As the name itself implies San Po Kong used to be just plain old “Po Kong” — the ‘San’ in San Po Kong means ‘new’ in Chinese. After World War II the Brits redeveloped Po Kong from an agricultural settlement into an industrial center, and gave it the name it has today: San Po Kong.
The area also played a central role in the riots of the 1960s. In 1967 workers at an artificial flower factory in San Po Kong clashed with their employers over poor working conditions. This dispute led to still more clashes, mostly between Communist sympathizers and the government, culminating in what would become known as the Leftist Riots of 1967.
The San Po Kong of today is very different from the San Po Kong of the 60’s. Gone are the factories, smoke stacks and the horde of workers who used to stream down Tai Yau Street, one of the main thoroughfares in San Po Kong, on their way to and from work. Today’s San Po Kong is sleeker, quieter, and, on the whole, more expensive.

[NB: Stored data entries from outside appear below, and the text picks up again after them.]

use serde::{Deserialize, Serialize};

pub const GROQ_BASE_URL: &str = "https://api.groq.com/openai/v1";
pub const GEMINI_BASE_URL: &str = "https://generativelanguage.googleapis.com/v1beta";

#[derive(Debug, Clone, Copy, PartialEq, Eq, Serialize, Deserialize, Default)]
#[serde(rename_all = "snake_case")]
pub enum ProviderKind {
    /// Any OpenAI-style chat completions endpoint (OpenAI, Groq, local servers).
    #[default]
    OpenaiCompatible,
    /// Google Generative Language `generateContent`.
    Gemini,
}

#[derive(Clone, Serialize, Deserialize)]
pub struct ProviderConfig {
    pub name: String,
    #[serde(default)]
    pub kind: ProviderKind,
    pub model: String,
    pub api_key: Option<String>,
    pub base_url: Option<String>,
    pub max_tokens: Option<u32>,
}

impl ProviderConfig {
    pub fn groq(api_key: Option<String>) -> Self {
        Self {
            name: "groq".to_string(),
            kind: ProviderKind::OpenaiCompatible,
            model: "llama-3.3-70b-versatile".to_string(),
            api_key,
            base_url: Some(GROQ_BASE_URL.to_string()),
            max_tokens: None,
        }
    }

    pub fn gemini(api_key: Option<String>, base_url: Option<String>) -> Self {
        Self {
            name: "gemini".to_string(),
            kind: ProviderKind::Gemini,
            model: "gemini-2.0-flash".to_string(),
            api_key,
            base_url,
            max_tokens: None,
        }
    }

    pub fn openai(api_key: Option<String>) -> Self {
        Self {
            name: "openai".to_string(),
            kind: ProviderKind::OpenaiCompatible,
            model: "gpt-3.5-turbo".to_string(),
            api_key,
            base_url: None,
            max_tokens: Some(200),
        }
    }

    pub fn has_credentials(&self) -> bool {
        self.api_key.as_deref().is_some_and(|k| !k.trim().is_empty())
    }
}

impl std::fmt::Debug for ProviderConfig {
    fn fmt(&self, f: &mut std::fmt::Formatter<'_>) -> std::fmt::Result {
        f.debug_struct("ProviderConfig")
            .field("name", &self.name)
            .field("kind", &self.kind)
            .field("model", &self.model)
            .field("api_key", &self.api_key.as_ref().map(|_| "[REDACTED]"))
            .field("base_url", &self.base_url)
            .field("max_tokens", &self.max_tokens)
            .finish()
    }
}
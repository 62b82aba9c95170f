use std::sync::Arc;
use tracing::{error, info};

use crate::db::Storage;
use crate::llm::ProviderCascade;
use crate::models::{MessageRecord, Role, UserState, DEFAULT_MOOD};
use crate::services::memory_document::MemoryStore;
use crate::system_prompt::{build_prompt, current_time_of_day, PromptContext};

/// One chat turn: read state, ask the providers, write everything back.
#[derive(Clone)]
pub struct ChatService {
    storage: Storage,
    memory: Arc<MemoryStore>,
    cascade: Arc<ProviderCascade>,
    owner_id: i64,
}

impl ChatService {
    pub fn new(
        storage: Storage,
        memory: Arc<MemoryStore>,
        cascade: Arc<ProviderCascade>,
        owner_id: i64,
    ) -> Self {
        Self {
            storage,
            memory,
            cascade,
            owner_id,
        }
    }

    /// Always returns text: the provider reply, or the fallback when none answered.
    pub async fn respond(&self, message: &str, role: Role) -> String {
        let owner_id = self.owner_id;
        info!("Chat turn for user {} ({:?})", owner_id, role);

        let (user, history) = self
            .storage
            .run_blocking(move |s| (s.get_user(owner_id), s.get_messages(owner_id, None)))
            .await
            .unwrap_or_else(|e| {
                error!("Failed to load chat state: {}", e);
                (UserState::new(owner_id), Vec::new())
            });

        let document = self.memory.snapshot();
        let prompt = build_prompt(&PromptContext {
            document: &document,
            owner_id,
            user_memory: &user.memory,
            history: &history,
            message,
            role,
            time_of_day: current_time_of_day(),
        });

        let reply = self.cascade.generate(&prompt).await;

        let mut updated = user;
        updated.remember_exchange(message, &reply);
        updated.mood = DEFAULT_MOOD.to_string();
        let record = MessageRecord::new(owner_id, message, &reply);
        if let Err(e) = self
            .storage
            .run_blocking(move |s| {
                s.save_user(&updated);
                s.save_message(&record);
            })
            .await
        {
            error!("Failed to save chat turn: {}", e);
        }

        reply
    }

    /// The last `limit` messages, oldest first.
    pub async fn recent_history(&self, limit: usize) -> Vec<MessageRecord> {
        self.history(Some(limit)).await
    }

    pub async fn full_history(&self) -> Vec<MessageRecord> {
        self.history(None).await
    }

    async fn history(&self, limit: Option<usize>) -> Vec<MessageRecord> {
        let owner_id = self.owner_id;
        self.storage
            .run_blocking(move |s| s.get_messages(owner_id, limit))
            .await
            .unwrap_or_else(|e| {
                error!("Failed to load history: {}", e);
                Vec::new()
            })
    }
}
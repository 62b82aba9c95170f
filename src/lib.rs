pub mod config;
pub mod db;
pub mod error;
pub mod llm;
pub mod models;
pub mod services;
pub mod system_prompt;

use std::sync::Arc;
use std::time::Duration;
use tracing::info;

use db::{DocumentBackend, SqliteBackend, Storage};
use llm::ProviderCascade;
use services::admin::{DATABASE_URL_KEY, OPENAI_API_KEY_KEY};
use services::{
    AdminService, ChatService, DiaryService, GameService, MemoryStore, RepairService,
    MEMORY_BACKUP_KEY,
};

/// Shared state handed to every front end.
pub struct App {
    pub config: config::Config,
    pub storage: Storage,
    pub memory: Arc<MemoryStore>,
    pub cascade: Arc<ProviderCascade>,
}

impl App {
    /// Opens both stores, seeds the relational schema and builds the provider cascade.
    ///
    /// A relational backend that cannot be reached is not an error; the app runs on the
    /// embedded store alone.
    pub fn new(mut config: config::Config) -> anyhow::Result<Self> {
        let embedded = Arc::new(DocumentBackend::open(&config.embedded_db_path));

        // Settings saved from the admin console apply when the environment leaves them unset
        if config.database_url.is_none() {
            config.database_url = stored_setting(&embedded, DATABASE_URL_KEY);
        }
        if let Some(key) = stored_setting(&embedded, OPENAI_API_KEY_KEY) {
            for provider in &mut config.providers {
                if provider.name == "openai" && !provider.has_credentials() {
                    info!("Using OpenAI key from saved settings");
                    provider.api_key = Some(key.clone());
                }
            }
        }

        let relational = Arc::new(SqliteBackend::new(
            config.database_url.as_deref(),
            Duration::from_secs(config.db_timeout_secs),
        ));
        let storage = Storage::new(relational, embedded);

        let memory = Arc::new(MemoryStore::open(&config.memory_path, storage.clone()));
        if storage.bootstrap(MEMORY_BACKUP_KEY, &memory.snapshot().to_json()) {
            info!("Relational database initialized");
        }

        let timeout = Duration::from_secs(config.provider_timeout_secs);
        let providers = llm::build_providers(&config.providers, timeout);
        let cascade = Arc::new(ProviderCascade::new(
            providers,
            timeout,
            config.fallback_reply.clone(),
        ));
        info!("Providers in order: {:?}", cascade.provider_names());

        Ok(Self {
            config,
            storage,
            memory,
            cascade,
        })
    }

    pub fn chat(&self) -> ChatService {
        ChatService::new(
            self.storage.clone(),
            self.memory.clone(),
            self.cascade.clone(),
            self.config.owner_id,
        )
    }

    pub fn admin(&self) -> AdminService {
        AdminService::new(
            self.storage.clone(),
            self.memory.clone(),
            self.config.owner_id,
            self.config.web_password.clone(),
            self.config.admin_password.clone(),
        )
    }

    pub fn repair(&self) -> RepairService {
        RepairService::new(self.storage.clone(), self.config.owner_id)
    }

    pub fn diary(&self) -> DiaryService {
        DiaryService::new(self.storage.clone(), self.config.owner_id)
    }

    pub fn games(&self) -> GameService {
        GameService::new(self.storage.clone())
    }
}

fn stored_setting(embedded: &DocumentBackend, key: &str) -> Option<String> {
    use db::Backend;
    embedded
        .get_config(key)
        .ok()
        .flatten()
        .filter(|value| !value.trim().is_empty())
}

Even so a lot of the San Po Kong of old remains. The buildings and the people who inhabit them are still decidedly working class. And our neighbors there are the types of folks who will, under normal circumstances, never step foot inside a bookshop, let alone one that sells vintage, English language books.
For example we have a neighbor downstairs in the building next to ours whom we call Si Fu. Si Fu is an 80 plus year old mechanic who still uses an abacus and takes cat naps inside his clients’ cars at lunch time.
Still it is important to me that our neighbors know we exist — not necessarily as purveyors of fine books — they can care less about what we do for a living — but as fellow Hong Kongers who have put down roots in their neighborhood. Because at the end of the day that to me is what a neighborhood is about: human bonds formed by a shared purpose and a common culture.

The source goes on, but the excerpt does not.